Repository for the implementation of the paper "Adapt-FuseNet: Context-aware Multimodal Fusion of Face and Gait Features using Attention Techniques for Human Identification" presented in IJCB 2023.
The paper proposes a new fusion architecture which in combination with attention techniques improves Human Identification by obtaining face and gait of the subject.
Paper Link: Coming Soon
The code is written in Python 3.10.
Download and Install Anaconda for virtual environment creation.
Clone the repository
All the necessary packages used in the study has been included in requirements.txt
file and can be installed by running
pip install -r requirements.txt
in the repository folder
The study employed the use of both CASIA-A and CASIA-B dataset for training the model.

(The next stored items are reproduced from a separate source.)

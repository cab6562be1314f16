//! Exact/subset rule matcher.
//!
//! Each rule is keyed by a comma-joined list of locale-form symptoms. A rule fires when every
//! one of its symptoms is present in the input; extra input symptoms do not prevent a match.
//! Rules are held in file order and the first firing rule wins.

use crate::loader::read_yaml;
use crate::{EngineError, EngineResult};
use medassist_types::{DiagnosisLabel, SymptomName};
use serde::Deserialize;
use std::collections::BTreeSet;
use std::path::Path;

/// Splits a comma-joined rule key into trimmed symptom names.
///
/// Every token must be a symptom: a key such as `"fiebre,"` is rejected with
/// `TextError::Empty` instead of being read as `"fiebre"`.
pub fn parse_symptom_key(key: &str) -> Result<BTreeSet<SymptomName>, medassist_types::TextError> {
    key.split(',').map(SymptomName::new).collect()
}

/// Splits a comma-separated symptom list, skipping empty tokens.
///
/// Used for reference rows, where an empty token could never overlap a symptom anyway.
pub(crate) fn parse_symptom_list(
    list: &str,
) -> Result<BTreeSet<SymptomName>, medassist_types::TextError> {
    list.split(',')
        .map(str::trim)
        .filter(|token| !token.is_empty())
        .map(SymptomName::new)
        .collect()
}

/// A single symptom-set → diagnosis rule.
#[derive(Debug, Clone, PartialEq, Eq)]
pub struct Rule {
    symptoms: BTreeSet<SymptomName>,
    diagnosis: DiagnosisLabel,
}

impl Rule {
    /// Builds a rule from its comma-joined key.
    ///
    /// # Errors
    ///
    /// Returns `EngineError::InvalidText` if any token of the key is empty.
    pub fn from_key(key: &str, diagnosis: DiagnosisLabel) -> EngineResult<Self> {
        let symptoms = parse_symptom_key(key).map_err(|source| EngineError::InvalidText {
            table: "rules",
            source,
        })?;
        Ok(Self {
            symptoms,
            diagnosis,
        })
    }

    pub fn symptoms(&self) -> &BTreeSet<SymptomName> {
        &self.symptoms
    }

    pub fn diagnosis(&self) -> &DiagnosisLabel {
        &self.diagnosis
    }

    fn matches(&self, input: &BTreeSet<SymptomName>) -> bool {
        self.symptoms.is_subset(input)
    }
}

#[derive(Debug, Deserialize)]
#[serde(deny_unknown_fields)]
struct RuleRow {
    symptoms: String,
    diagnosis: DiagnosisLabel,
}

/// Ordered table of exact rules.
#[derive(Debug, Clone, Default)]
pub struct RuleTable {
    rules: Vec<Rule>,
}

impl RuleTable {
    pub fn new(rules: Vec<Rule>) -> Self {
        Self { rules }
    }

    /// Loads the rule table from an ordered YAML list of `{ symptoms, diagnosis }` rows.
    ///
    /// # Errors
    ///
    /// Returns an `EngineError` if the file cannot be read or parsed, or a key has an empty token.
    pub fn load(path: &Path) -> EngineResult<Self> {
        let rows: Vec<RuleRow> = read_yaml(path)?;
        let rules = rows
            .into_iter()
            .map(|row| Rule::from_key(&row.symptoms, row.diagnosis))
            .collect::<EngineResult<Vec<_>>>()?;
        tracing::info!("loaded {} rules from {}", rules.len(), path.display());
        Ok(Self { rules })
    }

    /// Returns the diagnosis of the first rule whose symptoms are all present in `symptoms`.
    pub fn match_exact(&self, symptoms: &BTreeSet<SymptomName>) -> Option<&DiagnosisLabel> {
        self.rules
            .iter()
            .find(|rule| rule.matches(symptoms))
            .map(Rule::diagnosis)
    }

    /// Whether any rule in the table produces `diagnosis`.
    pub fn produces(&self, diagnosis: &str) -> bool {
        self.rules.iter().any(|rule| rule.diagnosis.as_str() == diagnosis)
    }

    pub fn rules(&self) -> &[Rule] {
        &self.rules
    }

    pub fn len(&self) -> usize {
        self.rules.len()
    }

    pub fn is_empty(&self) -> bool {
        self.rules.is_empty()
    }
}

#[cfg(test)]
mod tests {
    use super::*;

    fn label(s: &str) -> DiagnosisLabel {
        DiagnosisLabel::new(s).expect("valid label")
    }

    fn input(items: &[&str]) -> BTreeSet<SymptomName> {
        items
            .iter()
            .map(|s| SymptomName::new(s).expect("valid symptom"))
            .collect()
    }

    fn table() -> RuleTable {
        RuleTable::new(vec![
            Rule::from_key("fiebre, tos", label("Gripe")).expect("rule"),
            Rule::from_key("fiebre", label("Infección")).expect("rule"),
            Rule::from_key("nauseas ,vomito", label("Gastroenteritis")).expect("rule"),
        ])
    }

    #[test]
    fn subset_matches_with_extra_symptoms() {
        let table = table();
        let hit = table.match_exact(&input(&["cansancio", "tos", "fiebre"]));
        assert_eq!(hit.map(DiagnosisLabel::as_str), Some("Gripe"));
    }

    #[test]
    fn partial_key_does_not_match() {
        let table = RuleTable::new(vec![
            Rule::from_key("fiebre, tos", label("Gripe")).expect("rule")
        ]);
        assert!(table.match_exact(&input(&["fiebre"])).is_none());
    }

    #[test]
    fn first_matching_rule_wins() {
        // Both "fiebre, tos" and "fiebre" match; the earlier row is returned.
        let hit = table().match_exact(&input(&["fiebre", "tos"])).cloned();
        assert_eq!(hit, Some(label("Gripe")));

        let hit = table().match_exact(&input(&["fiebre"])).cloned();
        assert_eq!(hit, Some(label("Infección")));
    }

    #[test]
    fn key_tokens_are_trimmed() {
        let hit = table().match_exact(&input(&["vomito", "nauseas"])).cloned();
        assert_eq!(hit, Some(label("Gastroenteritis")));
    }

    #[test]
    fn matching_is_case_sensitive() {
        assert!(table().match_exact(&input(&["Fiebre"])).is_none());
    }

    #[test]
    fn produces_checks_rule_outputs() {
        let table = table();
        assert!(table.produces("Gripe"));
        assert!(!table.produces("Migraña"));
    }

    #[test]
    fn rejects_key_with_empty_token() {
        for key in ["fiebre,", "fiebre,,tos", ", tos"] {
            let err = Rule::from_key(key, label("Gripe")).expect_err("should reject");
            assert!(matches!(
                err,
                EngineError::InvalidText {
                    table: "rules",
                    source: medassist_types::TextError::Empty
                }
            ));
        }
    }

    #[test]
    fn rejects_empty_key() {
        let err = Rule::from_key(" , ", label("Nada")).expect_err("should reject");
        assert!(matches!(err, EngineError::InvalidText { table: "rules", .. }));
    }

    #[test]
    fn load_preserves_file_order() {
        let temp = tempfile::tempdir().expect("tempdir");
        let path = temp.path().join("rules.yaml");
        std::fs::write(
            &path,
            "- symptoms: \"tos\"\n  diagnosis: Resfriado\n- symptoms: \"tos, fiebre\"\n  diagnosis: Gripe\n",
        )
        .expect("write");

        let table = RuleTable::load(&path).expect("load");
        assert_eq!(table.len(), 2);
        let hit = table.match_exact(&input(&["tos", "fiebre"])).cloned();
        assert_eq!(hit, Some(label("Resfriado")));
    }
}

Data Folder structure and local machine set up will be revealed in the future.
Prakash, A., Nambiar, A., & Bernardino, A. (2023). Multimodal Adaptive Fusion of Face and Gait Features using Keyless attention based Deep Neural Networks for Human Identification. arXiv preprint arXiv:2303.13814.
Prakash, A., Thejaswin, S., Nambiar, A., & Bernardino, A. (2023, September). Adapt-FuseNet: Context-aware Multimodal Adaptive Fusion of Face and Gait Features using Attention Techniques for Human Identification. In 2023 IEEE International Joint Conference on Biometrics (IJCB) (pp. 1-10). IEEE.